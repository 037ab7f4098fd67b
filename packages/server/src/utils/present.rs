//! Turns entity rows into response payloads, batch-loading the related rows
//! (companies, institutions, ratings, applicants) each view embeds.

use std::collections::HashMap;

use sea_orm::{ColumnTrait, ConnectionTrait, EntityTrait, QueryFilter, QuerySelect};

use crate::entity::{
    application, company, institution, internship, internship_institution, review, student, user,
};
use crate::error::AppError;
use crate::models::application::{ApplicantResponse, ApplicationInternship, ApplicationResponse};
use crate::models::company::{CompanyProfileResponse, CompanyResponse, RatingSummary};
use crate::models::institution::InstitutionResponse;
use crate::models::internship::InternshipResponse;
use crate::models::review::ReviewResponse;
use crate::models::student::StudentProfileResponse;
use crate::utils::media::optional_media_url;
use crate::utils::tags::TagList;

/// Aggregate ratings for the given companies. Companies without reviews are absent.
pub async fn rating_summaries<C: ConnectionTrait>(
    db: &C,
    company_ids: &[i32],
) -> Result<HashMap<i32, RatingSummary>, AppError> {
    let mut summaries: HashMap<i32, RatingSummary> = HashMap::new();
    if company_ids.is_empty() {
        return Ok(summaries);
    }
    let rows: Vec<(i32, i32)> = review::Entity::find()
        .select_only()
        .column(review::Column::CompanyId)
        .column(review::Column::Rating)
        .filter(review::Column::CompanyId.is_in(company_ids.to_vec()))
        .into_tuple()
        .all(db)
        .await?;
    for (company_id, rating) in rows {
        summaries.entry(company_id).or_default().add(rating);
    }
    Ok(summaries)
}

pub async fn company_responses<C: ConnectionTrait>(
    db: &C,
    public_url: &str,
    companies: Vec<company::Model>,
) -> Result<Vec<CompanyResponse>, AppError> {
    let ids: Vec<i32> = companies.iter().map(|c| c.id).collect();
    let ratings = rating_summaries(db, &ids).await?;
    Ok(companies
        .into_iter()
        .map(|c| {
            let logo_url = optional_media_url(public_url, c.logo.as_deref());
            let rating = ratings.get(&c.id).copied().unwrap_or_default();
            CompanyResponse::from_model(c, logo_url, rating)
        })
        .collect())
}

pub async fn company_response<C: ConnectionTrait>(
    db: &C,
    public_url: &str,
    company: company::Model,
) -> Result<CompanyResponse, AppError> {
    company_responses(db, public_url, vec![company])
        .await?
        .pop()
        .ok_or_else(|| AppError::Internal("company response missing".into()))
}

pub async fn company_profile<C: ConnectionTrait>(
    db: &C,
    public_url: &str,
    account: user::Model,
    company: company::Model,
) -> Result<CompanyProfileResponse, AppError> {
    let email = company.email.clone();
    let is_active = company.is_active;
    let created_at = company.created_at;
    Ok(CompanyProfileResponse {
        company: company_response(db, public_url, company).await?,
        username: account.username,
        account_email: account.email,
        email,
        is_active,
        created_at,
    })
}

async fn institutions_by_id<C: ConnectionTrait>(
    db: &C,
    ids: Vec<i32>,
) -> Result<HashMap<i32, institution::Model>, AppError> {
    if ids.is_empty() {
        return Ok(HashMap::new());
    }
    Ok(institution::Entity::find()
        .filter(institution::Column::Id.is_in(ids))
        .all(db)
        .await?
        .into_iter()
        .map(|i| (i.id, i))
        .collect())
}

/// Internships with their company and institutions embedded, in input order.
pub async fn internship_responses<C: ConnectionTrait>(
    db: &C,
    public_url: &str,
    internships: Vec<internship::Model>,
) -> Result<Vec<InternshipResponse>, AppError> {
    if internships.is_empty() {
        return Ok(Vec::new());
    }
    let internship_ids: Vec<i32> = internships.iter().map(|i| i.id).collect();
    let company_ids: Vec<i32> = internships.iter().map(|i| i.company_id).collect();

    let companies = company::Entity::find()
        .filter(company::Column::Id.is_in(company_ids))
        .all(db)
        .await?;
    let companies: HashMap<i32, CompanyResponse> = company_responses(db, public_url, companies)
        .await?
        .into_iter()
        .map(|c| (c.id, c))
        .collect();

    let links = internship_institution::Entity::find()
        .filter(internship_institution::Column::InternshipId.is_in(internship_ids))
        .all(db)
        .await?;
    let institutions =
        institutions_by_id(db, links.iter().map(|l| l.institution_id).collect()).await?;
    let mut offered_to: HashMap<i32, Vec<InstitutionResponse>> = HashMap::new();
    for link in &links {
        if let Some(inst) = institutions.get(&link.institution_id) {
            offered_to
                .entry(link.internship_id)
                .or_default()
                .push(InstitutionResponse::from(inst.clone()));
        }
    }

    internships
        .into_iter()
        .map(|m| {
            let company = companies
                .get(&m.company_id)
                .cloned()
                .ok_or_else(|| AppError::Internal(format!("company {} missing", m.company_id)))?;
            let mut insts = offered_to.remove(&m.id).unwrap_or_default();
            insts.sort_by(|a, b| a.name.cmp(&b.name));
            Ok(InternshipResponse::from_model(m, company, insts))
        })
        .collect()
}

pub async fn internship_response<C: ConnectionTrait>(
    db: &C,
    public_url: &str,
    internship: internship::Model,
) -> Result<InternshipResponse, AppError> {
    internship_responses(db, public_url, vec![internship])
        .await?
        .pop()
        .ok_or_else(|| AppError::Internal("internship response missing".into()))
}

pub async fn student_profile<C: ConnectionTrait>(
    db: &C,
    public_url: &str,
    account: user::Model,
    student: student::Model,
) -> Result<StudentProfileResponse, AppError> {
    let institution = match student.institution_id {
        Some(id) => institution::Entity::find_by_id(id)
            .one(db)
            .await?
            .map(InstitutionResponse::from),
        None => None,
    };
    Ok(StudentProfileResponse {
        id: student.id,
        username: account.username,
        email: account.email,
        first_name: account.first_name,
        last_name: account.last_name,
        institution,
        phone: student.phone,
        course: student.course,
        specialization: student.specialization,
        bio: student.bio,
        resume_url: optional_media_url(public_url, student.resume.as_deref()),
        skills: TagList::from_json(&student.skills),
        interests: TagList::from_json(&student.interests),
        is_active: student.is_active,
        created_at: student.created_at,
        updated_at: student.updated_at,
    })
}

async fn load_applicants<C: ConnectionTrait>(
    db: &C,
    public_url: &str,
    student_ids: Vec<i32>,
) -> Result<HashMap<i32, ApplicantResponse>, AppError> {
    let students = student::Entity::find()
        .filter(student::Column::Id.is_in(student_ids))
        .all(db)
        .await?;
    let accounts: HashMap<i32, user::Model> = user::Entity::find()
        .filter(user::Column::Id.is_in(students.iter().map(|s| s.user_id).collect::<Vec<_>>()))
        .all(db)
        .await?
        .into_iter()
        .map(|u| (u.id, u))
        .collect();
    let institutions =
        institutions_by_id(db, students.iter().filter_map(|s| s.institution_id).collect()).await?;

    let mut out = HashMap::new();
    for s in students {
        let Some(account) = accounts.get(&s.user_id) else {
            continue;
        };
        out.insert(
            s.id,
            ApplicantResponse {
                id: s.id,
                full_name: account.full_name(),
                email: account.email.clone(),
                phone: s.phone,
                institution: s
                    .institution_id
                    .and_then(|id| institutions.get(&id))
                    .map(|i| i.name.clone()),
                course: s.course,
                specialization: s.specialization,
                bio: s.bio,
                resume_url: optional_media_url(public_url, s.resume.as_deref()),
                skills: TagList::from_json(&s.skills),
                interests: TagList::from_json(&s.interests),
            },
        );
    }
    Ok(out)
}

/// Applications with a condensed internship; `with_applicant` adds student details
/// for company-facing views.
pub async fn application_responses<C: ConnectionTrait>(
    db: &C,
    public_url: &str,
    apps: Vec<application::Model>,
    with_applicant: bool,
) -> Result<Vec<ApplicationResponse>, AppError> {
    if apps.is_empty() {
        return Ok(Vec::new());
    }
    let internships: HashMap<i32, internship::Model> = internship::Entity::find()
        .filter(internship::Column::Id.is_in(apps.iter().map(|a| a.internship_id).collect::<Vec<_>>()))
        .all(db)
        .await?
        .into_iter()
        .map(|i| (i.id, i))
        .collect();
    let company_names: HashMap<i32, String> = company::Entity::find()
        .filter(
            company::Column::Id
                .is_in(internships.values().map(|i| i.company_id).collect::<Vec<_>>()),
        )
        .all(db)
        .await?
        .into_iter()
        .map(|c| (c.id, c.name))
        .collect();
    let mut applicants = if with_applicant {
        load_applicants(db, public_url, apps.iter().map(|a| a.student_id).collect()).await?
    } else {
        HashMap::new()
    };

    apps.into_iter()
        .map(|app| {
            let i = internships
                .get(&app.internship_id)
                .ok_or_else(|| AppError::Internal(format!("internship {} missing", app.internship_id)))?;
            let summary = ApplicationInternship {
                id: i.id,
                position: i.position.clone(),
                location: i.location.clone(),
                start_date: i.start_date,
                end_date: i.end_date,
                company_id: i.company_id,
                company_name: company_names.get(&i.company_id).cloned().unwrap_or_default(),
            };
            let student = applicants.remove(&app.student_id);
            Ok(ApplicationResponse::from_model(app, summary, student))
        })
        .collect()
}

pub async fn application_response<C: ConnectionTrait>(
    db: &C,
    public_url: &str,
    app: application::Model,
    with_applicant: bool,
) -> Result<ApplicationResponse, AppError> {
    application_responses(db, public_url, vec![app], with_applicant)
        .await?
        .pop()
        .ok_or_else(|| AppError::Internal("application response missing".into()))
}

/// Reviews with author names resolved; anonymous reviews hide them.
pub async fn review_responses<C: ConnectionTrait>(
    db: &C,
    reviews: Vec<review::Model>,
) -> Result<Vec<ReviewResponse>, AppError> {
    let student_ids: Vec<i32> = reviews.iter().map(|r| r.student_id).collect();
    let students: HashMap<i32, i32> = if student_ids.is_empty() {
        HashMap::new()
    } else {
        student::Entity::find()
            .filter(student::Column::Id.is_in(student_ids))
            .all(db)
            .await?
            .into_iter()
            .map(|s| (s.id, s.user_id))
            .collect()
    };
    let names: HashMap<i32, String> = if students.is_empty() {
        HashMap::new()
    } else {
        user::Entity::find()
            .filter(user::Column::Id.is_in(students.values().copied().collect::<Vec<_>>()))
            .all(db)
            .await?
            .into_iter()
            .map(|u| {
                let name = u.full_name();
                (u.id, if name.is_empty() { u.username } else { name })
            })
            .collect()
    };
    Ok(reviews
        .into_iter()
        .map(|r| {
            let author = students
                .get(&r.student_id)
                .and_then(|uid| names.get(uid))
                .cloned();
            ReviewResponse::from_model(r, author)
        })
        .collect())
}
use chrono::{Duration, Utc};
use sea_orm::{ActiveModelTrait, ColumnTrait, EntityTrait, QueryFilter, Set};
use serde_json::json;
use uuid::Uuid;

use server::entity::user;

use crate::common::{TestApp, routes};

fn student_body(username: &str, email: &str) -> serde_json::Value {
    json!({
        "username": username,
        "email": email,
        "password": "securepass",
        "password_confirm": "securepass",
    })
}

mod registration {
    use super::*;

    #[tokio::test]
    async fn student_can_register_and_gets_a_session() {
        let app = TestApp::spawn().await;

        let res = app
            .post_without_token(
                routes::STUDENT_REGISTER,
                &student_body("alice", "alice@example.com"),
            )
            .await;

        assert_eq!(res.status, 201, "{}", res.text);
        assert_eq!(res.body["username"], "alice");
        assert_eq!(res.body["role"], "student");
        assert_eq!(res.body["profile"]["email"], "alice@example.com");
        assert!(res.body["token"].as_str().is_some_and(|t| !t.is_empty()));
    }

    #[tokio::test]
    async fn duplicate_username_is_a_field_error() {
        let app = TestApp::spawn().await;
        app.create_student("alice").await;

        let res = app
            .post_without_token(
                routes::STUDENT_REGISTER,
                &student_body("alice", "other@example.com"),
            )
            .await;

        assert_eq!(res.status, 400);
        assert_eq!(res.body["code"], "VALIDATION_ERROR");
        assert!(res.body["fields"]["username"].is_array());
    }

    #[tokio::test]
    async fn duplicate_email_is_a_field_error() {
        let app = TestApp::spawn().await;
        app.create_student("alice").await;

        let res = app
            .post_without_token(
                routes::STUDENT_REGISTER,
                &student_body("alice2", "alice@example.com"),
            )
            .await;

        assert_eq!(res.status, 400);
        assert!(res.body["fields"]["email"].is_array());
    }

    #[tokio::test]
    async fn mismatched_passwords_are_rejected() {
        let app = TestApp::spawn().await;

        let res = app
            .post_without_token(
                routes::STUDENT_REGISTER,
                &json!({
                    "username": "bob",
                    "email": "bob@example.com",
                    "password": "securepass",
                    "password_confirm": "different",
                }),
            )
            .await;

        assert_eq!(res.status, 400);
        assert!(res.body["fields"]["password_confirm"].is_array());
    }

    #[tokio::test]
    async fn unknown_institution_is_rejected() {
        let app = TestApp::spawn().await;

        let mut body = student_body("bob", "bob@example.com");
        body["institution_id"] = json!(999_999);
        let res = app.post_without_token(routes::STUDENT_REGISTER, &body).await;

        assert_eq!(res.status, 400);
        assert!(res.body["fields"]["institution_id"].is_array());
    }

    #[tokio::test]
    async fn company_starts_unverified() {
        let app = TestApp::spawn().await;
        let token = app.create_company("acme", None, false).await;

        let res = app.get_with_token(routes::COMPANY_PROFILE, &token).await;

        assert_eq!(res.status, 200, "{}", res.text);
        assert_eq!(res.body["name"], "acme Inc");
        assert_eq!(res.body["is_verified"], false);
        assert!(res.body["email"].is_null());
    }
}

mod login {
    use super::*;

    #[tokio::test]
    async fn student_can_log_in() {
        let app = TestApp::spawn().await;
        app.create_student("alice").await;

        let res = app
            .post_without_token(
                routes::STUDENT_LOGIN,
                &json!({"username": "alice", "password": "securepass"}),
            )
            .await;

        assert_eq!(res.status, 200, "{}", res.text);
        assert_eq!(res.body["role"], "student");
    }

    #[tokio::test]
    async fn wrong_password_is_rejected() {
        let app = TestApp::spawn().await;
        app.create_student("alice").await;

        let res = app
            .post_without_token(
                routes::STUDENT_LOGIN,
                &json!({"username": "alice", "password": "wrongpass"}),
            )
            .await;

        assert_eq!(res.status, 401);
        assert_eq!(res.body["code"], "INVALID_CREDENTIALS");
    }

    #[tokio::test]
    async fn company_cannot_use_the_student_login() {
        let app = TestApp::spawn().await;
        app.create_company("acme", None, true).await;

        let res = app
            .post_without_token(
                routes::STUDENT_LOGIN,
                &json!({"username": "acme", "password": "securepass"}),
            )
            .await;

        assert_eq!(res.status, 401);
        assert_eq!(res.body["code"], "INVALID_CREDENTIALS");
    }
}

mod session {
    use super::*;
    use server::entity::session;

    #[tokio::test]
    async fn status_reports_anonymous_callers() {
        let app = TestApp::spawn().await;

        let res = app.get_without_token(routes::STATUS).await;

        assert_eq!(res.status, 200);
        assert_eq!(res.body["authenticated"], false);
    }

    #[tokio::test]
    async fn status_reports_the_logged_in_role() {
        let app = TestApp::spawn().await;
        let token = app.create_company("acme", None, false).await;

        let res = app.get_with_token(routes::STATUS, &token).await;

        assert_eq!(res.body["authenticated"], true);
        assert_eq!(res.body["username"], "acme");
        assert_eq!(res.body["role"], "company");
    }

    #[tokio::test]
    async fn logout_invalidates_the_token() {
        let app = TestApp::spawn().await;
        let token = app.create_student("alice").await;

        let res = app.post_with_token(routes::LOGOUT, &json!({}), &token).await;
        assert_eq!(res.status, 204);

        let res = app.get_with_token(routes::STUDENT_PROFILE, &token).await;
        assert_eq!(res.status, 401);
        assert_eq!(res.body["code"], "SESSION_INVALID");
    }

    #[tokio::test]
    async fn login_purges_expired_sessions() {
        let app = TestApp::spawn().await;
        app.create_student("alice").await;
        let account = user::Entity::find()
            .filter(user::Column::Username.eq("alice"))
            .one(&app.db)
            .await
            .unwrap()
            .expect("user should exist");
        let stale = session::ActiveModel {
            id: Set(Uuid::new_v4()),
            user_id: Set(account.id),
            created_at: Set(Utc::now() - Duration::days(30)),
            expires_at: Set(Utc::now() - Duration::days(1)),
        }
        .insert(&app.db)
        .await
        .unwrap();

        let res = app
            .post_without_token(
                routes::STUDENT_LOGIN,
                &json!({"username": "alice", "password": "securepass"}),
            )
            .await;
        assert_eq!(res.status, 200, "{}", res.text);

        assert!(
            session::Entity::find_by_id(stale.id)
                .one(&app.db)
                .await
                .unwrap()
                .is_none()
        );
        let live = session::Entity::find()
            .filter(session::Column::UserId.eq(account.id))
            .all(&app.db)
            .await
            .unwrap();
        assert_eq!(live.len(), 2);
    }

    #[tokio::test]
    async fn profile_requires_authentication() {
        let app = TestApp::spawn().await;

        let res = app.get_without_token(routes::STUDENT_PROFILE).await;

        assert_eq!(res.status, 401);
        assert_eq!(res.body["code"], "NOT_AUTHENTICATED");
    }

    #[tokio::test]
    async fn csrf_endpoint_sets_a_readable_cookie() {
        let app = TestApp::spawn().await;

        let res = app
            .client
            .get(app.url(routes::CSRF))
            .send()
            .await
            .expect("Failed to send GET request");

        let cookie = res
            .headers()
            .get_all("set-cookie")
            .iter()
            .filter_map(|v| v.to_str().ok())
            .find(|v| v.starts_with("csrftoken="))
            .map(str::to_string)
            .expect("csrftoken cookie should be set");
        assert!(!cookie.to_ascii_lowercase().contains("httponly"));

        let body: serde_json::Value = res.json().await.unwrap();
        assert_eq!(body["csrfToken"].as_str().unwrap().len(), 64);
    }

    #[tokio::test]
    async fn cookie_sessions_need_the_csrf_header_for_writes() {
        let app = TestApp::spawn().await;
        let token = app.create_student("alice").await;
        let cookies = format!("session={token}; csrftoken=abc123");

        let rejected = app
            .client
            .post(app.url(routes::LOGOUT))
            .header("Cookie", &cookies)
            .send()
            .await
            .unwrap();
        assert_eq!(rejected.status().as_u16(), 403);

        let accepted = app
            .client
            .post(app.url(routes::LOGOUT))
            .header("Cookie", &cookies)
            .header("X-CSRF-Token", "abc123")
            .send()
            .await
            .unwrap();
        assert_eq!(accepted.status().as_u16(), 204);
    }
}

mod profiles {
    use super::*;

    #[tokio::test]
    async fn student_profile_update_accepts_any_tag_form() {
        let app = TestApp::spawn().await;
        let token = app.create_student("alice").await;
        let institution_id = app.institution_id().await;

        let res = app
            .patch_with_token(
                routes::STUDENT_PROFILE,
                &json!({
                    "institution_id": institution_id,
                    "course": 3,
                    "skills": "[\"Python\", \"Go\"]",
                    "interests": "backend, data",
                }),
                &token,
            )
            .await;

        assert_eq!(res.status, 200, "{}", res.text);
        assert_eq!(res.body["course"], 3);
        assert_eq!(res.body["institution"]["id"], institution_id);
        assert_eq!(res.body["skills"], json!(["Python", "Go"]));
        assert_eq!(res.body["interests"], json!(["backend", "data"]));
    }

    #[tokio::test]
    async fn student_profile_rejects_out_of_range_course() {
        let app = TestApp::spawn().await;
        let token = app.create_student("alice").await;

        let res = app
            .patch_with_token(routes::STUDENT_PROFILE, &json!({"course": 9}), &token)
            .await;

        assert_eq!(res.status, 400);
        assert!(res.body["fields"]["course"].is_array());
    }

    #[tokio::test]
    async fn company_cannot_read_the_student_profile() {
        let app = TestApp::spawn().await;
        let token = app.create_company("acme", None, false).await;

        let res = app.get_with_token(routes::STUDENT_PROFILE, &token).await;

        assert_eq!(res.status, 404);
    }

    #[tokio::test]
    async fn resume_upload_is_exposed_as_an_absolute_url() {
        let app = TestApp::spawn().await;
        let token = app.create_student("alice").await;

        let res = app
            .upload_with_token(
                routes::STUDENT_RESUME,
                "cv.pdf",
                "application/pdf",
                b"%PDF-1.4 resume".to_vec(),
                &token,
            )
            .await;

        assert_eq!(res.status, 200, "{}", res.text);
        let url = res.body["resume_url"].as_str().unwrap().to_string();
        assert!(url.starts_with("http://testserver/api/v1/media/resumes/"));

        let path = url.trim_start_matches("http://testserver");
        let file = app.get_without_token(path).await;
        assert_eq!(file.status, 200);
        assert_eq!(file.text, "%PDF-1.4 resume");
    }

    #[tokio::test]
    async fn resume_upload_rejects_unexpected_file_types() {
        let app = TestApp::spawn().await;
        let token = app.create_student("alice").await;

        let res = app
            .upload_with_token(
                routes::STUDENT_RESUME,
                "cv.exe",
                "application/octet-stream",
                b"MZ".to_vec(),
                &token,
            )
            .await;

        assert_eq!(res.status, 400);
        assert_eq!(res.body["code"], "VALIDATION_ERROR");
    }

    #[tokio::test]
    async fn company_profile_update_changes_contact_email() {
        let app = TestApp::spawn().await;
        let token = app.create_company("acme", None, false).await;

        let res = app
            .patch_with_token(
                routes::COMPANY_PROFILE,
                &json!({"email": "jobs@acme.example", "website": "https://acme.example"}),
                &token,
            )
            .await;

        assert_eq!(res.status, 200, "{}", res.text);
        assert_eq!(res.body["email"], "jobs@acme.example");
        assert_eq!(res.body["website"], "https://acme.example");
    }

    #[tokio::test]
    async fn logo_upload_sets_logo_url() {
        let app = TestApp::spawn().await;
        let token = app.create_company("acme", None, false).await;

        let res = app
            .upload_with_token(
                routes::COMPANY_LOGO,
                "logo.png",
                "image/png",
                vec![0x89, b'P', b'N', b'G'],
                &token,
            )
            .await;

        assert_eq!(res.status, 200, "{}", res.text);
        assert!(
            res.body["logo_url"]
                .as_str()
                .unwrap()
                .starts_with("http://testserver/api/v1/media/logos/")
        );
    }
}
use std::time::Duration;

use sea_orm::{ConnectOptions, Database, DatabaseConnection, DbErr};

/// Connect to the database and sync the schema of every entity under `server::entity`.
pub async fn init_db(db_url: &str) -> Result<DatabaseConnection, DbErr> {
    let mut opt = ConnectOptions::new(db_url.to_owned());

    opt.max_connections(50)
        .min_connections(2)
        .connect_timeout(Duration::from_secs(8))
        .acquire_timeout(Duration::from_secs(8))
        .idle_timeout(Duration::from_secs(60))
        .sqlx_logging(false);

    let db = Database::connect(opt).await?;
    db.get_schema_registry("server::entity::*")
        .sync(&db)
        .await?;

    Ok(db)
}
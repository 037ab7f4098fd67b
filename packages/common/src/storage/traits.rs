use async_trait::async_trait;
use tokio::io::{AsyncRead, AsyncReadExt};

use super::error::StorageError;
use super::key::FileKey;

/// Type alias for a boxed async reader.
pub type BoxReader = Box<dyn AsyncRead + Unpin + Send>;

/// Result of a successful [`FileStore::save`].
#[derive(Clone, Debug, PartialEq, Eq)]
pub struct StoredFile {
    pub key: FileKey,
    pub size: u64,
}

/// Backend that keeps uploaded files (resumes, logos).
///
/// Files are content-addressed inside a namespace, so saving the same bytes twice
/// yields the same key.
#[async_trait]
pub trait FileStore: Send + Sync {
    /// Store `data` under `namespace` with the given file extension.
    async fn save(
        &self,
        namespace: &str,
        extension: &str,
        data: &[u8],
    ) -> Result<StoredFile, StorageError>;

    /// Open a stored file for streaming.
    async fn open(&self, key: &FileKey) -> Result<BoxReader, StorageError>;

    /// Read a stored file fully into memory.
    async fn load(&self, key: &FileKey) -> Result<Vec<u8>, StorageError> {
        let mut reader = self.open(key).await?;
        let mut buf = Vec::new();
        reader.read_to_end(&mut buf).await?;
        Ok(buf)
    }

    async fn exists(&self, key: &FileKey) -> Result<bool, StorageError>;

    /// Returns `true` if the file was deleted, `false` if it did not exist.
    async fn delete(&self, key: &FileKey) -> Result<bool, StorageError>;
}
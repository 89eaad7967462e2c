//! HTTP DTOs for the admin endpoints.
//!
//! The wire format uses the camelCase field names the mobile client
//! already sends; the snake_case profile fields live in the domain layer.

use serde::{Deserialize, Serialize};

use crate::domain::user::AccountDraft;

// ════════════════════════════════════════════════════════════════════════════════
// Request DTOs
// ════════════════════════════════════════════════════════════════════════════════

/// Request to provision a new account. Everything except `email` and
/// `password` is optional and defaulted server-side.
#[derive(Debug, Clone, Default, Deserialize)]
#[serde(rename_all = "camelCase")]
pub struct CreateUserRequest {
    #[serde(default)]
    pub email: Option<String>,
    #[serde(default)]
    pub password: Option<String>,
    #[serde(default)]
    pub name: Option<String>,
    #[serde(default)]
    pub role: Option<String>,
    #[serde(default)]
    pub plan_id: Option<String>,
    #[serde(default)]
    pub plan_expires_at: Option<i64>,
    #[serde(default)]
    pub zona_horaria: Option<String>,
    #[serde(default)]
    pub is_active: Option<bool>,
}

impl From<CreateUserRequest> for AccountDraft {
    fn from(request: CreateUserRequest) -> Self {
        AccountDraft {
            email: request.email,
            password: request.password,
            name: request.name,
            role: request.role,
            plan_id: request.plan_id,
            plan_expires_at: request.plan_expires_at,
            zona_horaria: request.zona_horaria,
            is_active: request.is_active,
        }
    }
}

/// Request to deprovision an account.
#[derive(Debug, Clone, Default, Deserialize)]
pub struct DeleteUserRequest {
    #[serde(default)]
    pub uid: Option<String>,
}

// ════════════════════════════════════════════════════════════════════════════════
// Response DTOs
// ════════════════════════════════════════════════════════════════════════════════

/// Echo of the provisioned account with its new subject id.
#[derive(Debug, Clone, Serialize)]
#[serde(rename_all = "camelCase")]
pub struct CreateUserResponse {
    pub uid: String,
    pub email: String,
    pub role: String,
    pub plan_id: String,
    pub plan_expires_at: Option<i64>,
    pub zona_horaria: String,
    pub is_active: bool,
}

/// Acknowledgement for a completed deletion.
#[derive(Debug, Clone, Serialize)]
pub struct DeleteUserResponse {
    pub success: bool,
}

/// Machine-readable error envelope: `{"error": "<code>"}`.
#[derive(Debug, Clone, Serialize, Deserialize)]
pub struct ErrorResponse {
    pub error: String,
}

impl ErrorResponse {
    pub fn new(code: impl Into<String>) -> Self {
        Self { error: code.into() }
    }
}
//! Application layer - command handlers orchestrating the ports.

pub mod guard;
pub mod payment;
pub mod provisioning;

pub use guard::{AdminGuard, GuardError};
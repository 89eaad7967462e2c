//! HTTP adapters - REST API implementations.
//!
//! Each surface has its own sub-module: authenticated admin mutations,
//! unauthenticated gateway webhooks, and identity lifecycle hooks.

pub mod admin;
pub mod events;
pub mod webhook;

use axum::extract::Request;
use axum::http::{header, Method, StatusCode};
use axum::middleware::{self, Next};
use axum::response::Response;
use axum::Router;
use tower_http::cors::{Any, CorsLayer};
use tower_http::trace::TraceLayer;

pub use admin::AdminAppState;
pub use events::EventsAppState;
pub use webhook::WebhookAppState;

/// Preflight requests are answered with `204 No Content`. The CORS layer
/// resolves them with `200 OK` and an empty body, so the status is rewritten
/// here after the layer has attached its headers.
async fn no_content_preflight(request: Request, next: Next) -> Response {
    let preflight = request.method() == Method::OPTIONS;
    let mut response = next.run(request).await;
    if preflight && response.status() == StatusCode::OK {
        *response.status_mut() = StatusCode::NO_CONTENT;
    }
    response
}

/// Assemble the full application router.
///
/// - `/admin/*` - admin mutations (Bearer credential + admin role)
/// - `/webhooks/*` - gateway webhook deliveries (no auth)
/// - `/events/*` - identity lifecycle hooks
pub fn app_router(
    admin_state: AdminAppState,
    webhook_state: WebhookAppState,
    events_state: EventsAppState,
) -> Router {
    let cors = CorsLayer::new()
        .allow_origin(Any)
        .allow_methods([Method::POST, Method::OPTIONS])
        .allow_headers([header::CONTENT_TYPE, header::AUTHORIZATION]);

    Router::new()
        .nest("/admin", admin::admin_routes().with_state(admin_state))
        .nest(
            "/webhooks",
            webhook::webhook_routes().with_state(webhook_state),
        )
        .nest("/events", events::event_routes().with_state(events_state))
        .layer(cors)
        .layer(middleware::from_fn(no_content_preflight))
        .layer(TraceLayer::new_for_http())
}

* Assigned task:
Look for the word "skills". Copy out every line of the data that has it.

* Response box:
        skills: TagList::from_json(&student.skills),
                skills: TagList::from_json(&s.skills),
                    "skills": "[\"Python\", \"Go\"]",
        assert_eq!(res.body["skills"], json!(["Python", "Go"]));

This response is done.